EXERCISE INPUTS –

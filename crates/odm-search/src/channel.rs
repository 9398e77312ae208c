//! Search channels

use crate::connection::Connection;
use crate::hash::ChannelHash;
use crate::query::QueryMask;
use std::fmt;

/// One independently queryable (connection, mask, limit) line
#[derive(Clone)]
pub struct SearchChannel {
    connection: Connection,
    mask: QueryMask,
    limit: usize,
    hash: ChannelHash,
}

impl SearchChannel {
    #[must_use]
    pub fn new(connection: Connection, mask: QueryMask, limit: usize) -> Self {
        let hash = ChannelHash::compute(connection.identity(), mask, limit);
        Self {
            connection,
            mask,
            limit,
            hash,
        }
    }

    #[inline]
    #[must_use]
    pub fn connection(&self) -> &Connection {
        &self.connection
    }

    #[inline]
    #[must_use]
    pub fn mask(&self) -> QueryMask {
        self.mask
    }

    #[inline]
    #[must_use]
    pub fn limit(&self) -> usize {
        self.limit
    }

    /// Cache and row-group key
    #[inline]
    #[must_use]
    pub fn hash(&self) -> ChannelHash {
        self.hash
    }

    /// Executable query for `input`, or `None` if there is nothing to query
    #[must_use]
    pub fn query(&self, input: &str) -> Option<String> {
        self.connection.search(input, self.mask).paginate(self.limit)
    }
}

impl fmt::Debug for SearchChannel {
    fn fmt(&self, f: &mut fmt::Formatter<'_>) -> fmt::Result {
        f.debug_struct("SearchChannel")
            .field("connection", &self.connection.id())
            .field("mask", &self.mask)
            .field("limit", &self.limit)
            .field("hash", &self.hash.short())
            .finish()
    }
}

WHAT THE TASK ASKS – Every line of the material that holds the word "SearchChannel" must be found and copied.

REPLY –
pub struct SearchChannel {
impl SearchChannel {
impl fmt::Debug for SearchChannel {
        f.debug_struct("SearchChannel")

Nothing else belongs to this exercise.